What to do> What the task needs is the data below, written out verbatim.

Dataset extract>

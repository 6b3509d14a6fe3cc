//! The port record and the partial body used to create or update one.

use serde::{Deserialize, Deserializer, Serialize};
use serde_json::{Map, Value};

use crate::error::ApiError;

pub const DEFAULT_PORT_TYPE: &str = "Access";

/// One switch port record as stored and served.
///
/// Fields missing from a stored record take their defaults on load. Fields
/// this type does not know about are kept in `extra` and written back.
/// Text fields holding a number or bool on disk load as its JSON text.
#[derive(Clone, Debug, PartialEq, Serialize, Deserialize)]
#[serde(rename_all = "camelCase", default)]
pub struct Port {
    #[serde(deserialize_with = "text")]
    pub id: String,
    #[serde(deserialize_with = "text")]
    pub port_number: String,
    #[serde(deserialize_with = "text")]
    pub hostname: String,
    #[serde(deserialize_with = "text")]
    pub vlan: String,
    #[serde(deserialize_with = "text")]
    pub port_type: String,
    #[serde(deserialize_with = "truthy")]
    pub lag: bool,
    #[serde(flatten)]
    pub extra: Map<String, Value>,
}

impl Default for Port {
    fn default() -> Self {
        Self {
            id: String::new(),
            port_number: String::new(),
            hostname: String::new(),
            vlan: String::new(),
            port_type: DEFAULT_PORT_TYPE.to_owned(),
            lag: false,
            extra: Map::new(),
        }
    }
}

impl Port {
    /// Builds a new record from `input`, generating `port-<count+1>` when no
    /// id was supplied.
    ///
    /// The generated id is sequential over the current collection size, not
    /// over ids ever issued: after a delete it can repeat an id still in use.
    pub fn from_input(input: PortInput, count: usize) -> Self {
        let id = input
            .id
            .filter(|id| !id.is_empty())
            .unwrap_or_else(|| format!("port-{}", count + 1));
        let defaults = Self::default();
        Self {
            id,
            port_number: input.port_number.unwrap_or(defaults.port_number),
            hostname: input.hostname.unwrap_or(defaults.hostname),
            vlan: input.vlan.unwrap_or(defaults.vlan),
            port_type: input.port_type.unwrap_or(defaults.port_type),
            lag: input.lag.unwrap_or(defaults.lag),
            extra: Map::new(),
        }
    }

    /// Overwrites every field present in `input`. The id never changes.
    pub fn apply(&mut self, input: PortInput) {
        if let Some(v) = input.port_number {
            self.port_number = v;
        }
        if let Some(v) = input.hostname {
            self.hostname = v;
        }
        if let Some(v) = input.vlan {
            self.vlan = v;
        }
        if let Some(v) = input.port_type {
            self.port_type = v;
        }
        if let Some(v) = input.lag {
            self.lag = v;
        }
    }
}

/// A partial port as sent in a create or update body.
///
/// Text fields accept any JSON value; non-strings are kept as their JSON
/// text and `null` counts as absent. A `lag` that is present, `null`
/// included, is read by truthiness.
#[derive(Debug, Default, Deserialize)]
#[serde(rename_all = "camelCase", default)]
pub struct PortInput {
    #[serde(deserialize_with = "maybe_text")]
    pub id: Option<String>,
    #[serde(deserialize_with = "maybe_text")]
    pub port_number: Option<String>,
    #[serde(deserialize_with = "maybe_text")]
    pub hostname: Option<String>,
    #[serde(deserialize_with = "maybe_text")]
    pub vlan: Option<String>,
    #[serde(deserialize_with = "maybe_text")]
    pub port_type: Option<String>,
    #[serde(deserialize_with = "maybe_truthy")]
    pub lag: Option<bool>,
}

impl PortInput {
    /// Parses a request body. A zero-length body is an empty object; anything
    /// else must parse as a JSON object.
    pub fn from_body(body: &[u8]) -> Result<Self, ApiError> {
        if body.is_empty() {
            return Ok(Self::default());
        }
        let value: Value = serde_json::from_slice(body).map_err(|_| ApiError::InvalidJson)?;
        if !value.is_object() {
            return Err(ApiError::InvalidJson);
        }
        serde_json::from_value(value).map_err(|_| ApiError::InvalidJson)
    }
}

fn json_text(value: Value) -> Option<String> {
    match value {
        Value::Null => None,
        Value::String(s) => Some(s),
        other => Some(other.to_string()),
    }
}

fn is_truthy(value: &Value) -> bool {
    match value {
        Value::Null => false,
        Value::Bool(b) => *b,
        Value::Number(n) => n.as_f64().is_some_and(|f| f != 0.0),
        Value::String(s) => !s.is_empty(),
        Value::Array(a) => !a.is_empty(),
        Value::Object(o) => !o.is_empty(),
    }
}

fn text<'de, D: Deserializer<'de>>(d: D) -> Result<String, D::Error> {
    Ok(json_text(Value::deserialize(d)?).unwrap_or_default())
}

fn maybe_text<'de, D: Deserializer<'de>>(d: D) -> Result<Option<String>, D::Error> {
    Ok(json_text(Value::deserialize(d)?))
}

fn truthy<'de, D: Deserializer<'de>>(d: D) -> Result<bool, D::Error> {
    Ok(is_truthy(&Value::deserialize(d)?))
}

fn maybe_truthy<'de, D: Deserializer<'de>>(d: D) -> Result<Option<bool>, D::Error> {
    Ok(Some(is_truthy(&Value::deserialize(d)?)))
}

Solved problem>
repository 6b3509d14a6fe3cc
//! The port record and the partial body used to create or update one.

use serde::{Deserialize, Deserializer, Serialize};
use serde_json::{Map, Value};

use crate::error::ApiError;

pub const DEFAULT_PORT_TYPE: &str = "Access";

/// One switch port record as stored and served.
///
/// Fields missing from a stored record take their defaults on load. Fields
/// this type does not know about are kept in `extra` and written back.
/// Text fields holding a number or bool on disk load as its JSON text.
#[derive(Clone, Debug, PartialEq, Serialize, Deserialize)]
#[serde(rename_all = "camelCase", default)]
pub struct Port {
    #[serde(deserialize_with = "text")]
    pub id: String,
    #[serde(deserialize_with = "text")]
    pub port_number: String,
    #[serde(deserialize_with = "text")]
    pub hostname: String,
    #[serde(deserialize_with = "text")]
    pub vlan: String,
    #[serde(deserialize_with = "text")]
    pub port_type: String,
    #[serde(deserialize_with = "truthy")]
    pub lag: bool,
    #[serde(flatten)]
    pub extra: Map<String, Value>,
}

impl Default for Port {
    fn default() -> Self {
        Self {
            id: String::new(),
            port_number: String::new(),
            hostname: String::new(),
            vlan: String::new(),
            port_type: DEFAULT_PORT_TYPE.to_owned(),
            lag: false,
            extra: Map::new(),
        }
    }
}

impl Port {
    /// Builds a new record from `input`, generating `port-<count+1>` when no
    /// id was supplied.
    ///
    /// The generated id is sequential over the current collection size, not
    /// over ids ever issued: after a delete it can repeat an id still in use.
    pub fn from_input(input: PortInput, count: usize) -> Self {
        let id = input
            .id
            .filter(|id| !id.is_empty())
            .unwrap_or_else(|| format!("port-{}", count + 1));
        let defaults = Self::default();
        Self {
            id,
            port_number: input.port_number.unwrap_or(defaults.port_number),
            hostname: input.hostname.unwrap_or(defaults.hostname),
            vlan: input.vlan.unwrap_or(defaults.vlan),
            port_type: input.port_type.unwrap_or(defaults.port_type),
            lag: input.lag.unwrap_or(defaults.lag),
            extra: Map::new(),
        }
    }

    /// Overwrites every field present in `input`. The id never changes.
    pub fn apply(&mut self, input: PortInput) {
        if let Some(v) = input.port_number {
            self.port_number = v;
        }
        if let Some(v) = input.hostname {
            self.hostname = v;
        }
        if let Some(v) = input.vlan {
            self.vlan = v;
        }
        if let Some(v) = input.port_type {
            self.port_type = v;
        }
        if let Some(v) = input.lag {
            self.lag = v;
        }
    }
}

/// A partial port as sent in a create or update body.
///
/// Text fields accept any JSON value; non-strings are kept as their JSON
/// text and `null` counts as absent. A `lag` that is present, `null`
/// included, is read by truthiness.
#[derive(Debug, Default, Deserialize)]
#[serde(rename_all = "camelCase", default)]
pub struct PortInput {
    #[serde(deserialize_with = "maybe_text")]
    pub id: Option<String>,
    #[serde(deserialize_with = "maybe_text")]
    pub port_number: Option<String>,
    #[serde(deserialize_with = "maybe_text")]
    pub hostname: Option<String>,
    #[serde(deserialize_with = "maybe_text")]
    pub vlan: Option<String>,
    #[serde(deserialize_with = "maybe_text")]
    pub port_type: Option<String>,
    #[serde(deserialize_with = "maybe_truthy")]
    pub lag: Option<bool>,
}

impl PortInput {
    /// Parses a request body. A zero-length body is an empty object; anything
    /// else must parse as a JSON object.
    pub fn from_body(body: &[u8]) -> Result<Self, ApiError> {
        if body.is_empty() {
            return Ok(Self::default());
        }
        let value: Value = serde_json::from_slice(body).map_err(|_| ApiError::InvalidJson)?;
        if !value.is_object() {
            return Err(ApiError::InvalidJson);
        }
        serde_json::from_value(value).map_err(|_| ApiError::InvalidJson)
    }
}

fn json_text(value: Value) -> Option<String> {
    match value {
        Value::Null => None,
        Value::String(s) => Some(s),
        other => Some(other.to_string()),
    }
}

fn is_truthy(value: &Value) -> bool {
    match value {
        Value::Null => false,
        Value::Bool(b) => *b,
        Value::Number(n) => n.as_f64().is_some_and(|f| f != 0.0),
        Value::String(s) => !s.is_empty(),
        Value::Array(a) => !a.is_empty(),
        Value::Object(o) => !o.is_empty(),
    }
}

fn text<'de, D: Deserializer<'de>>(d: D) -> Result<String, D::Error> {
    Ok(json_text(Value::deserialize(d)?).unwrap_or_default())
}

fn maybe_text<'de, D: Deserializer<'de>>(d: D) -> Result<Option<String>, D::Error> {
    Ok(json_text(Value::deserialize(d)?))
}

fn truthy<'de, D: Deserializer<'de>>(d: D) -> Result<bool, D::Error> {
    Ok(is_truthy(&Value::deserialize(d)?))
}

fn maybe_truthy<'de, D: Deserializer<'de>>(d: D) -> Result<Option<bool>, D::Error> {
    Ok(Some(is_truthy(&Value::deserialize(d)?)))
}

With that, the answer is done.